Saved data entries
++++++++++
//! Cluster configuration.
//!
//! Loaded from `hive.toml` (every field has a default), then overridden from
//! `HIVE_<SECTION>_<KEY>` environment variables, then validated.

mod helpers;
mod loading;
mod types;
mod validation;


pub use loading::load_dotenv;
pub use types::{ClientConfig, CommConfig, HiveConfig, SchedulerConfig, WorkerConfig};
++++++++++
*What to do*. While keeping every line the same, please copy out all the records.

*Completed exercise*.
//! Cluster configuration.
//!
//! Loaded from `hive.toml` (every field has a default), then overridden from
//! `HIVE_<SECTION>_<KEY>` environment variables, then validated.

mod helpers;
mod loading;
mod types;
mod validation;


pub use loading::load_dotenv;
pub use types::{ClientConfig, CommConfig, HiveConfig, SchedulerConfig, WorkerConfig};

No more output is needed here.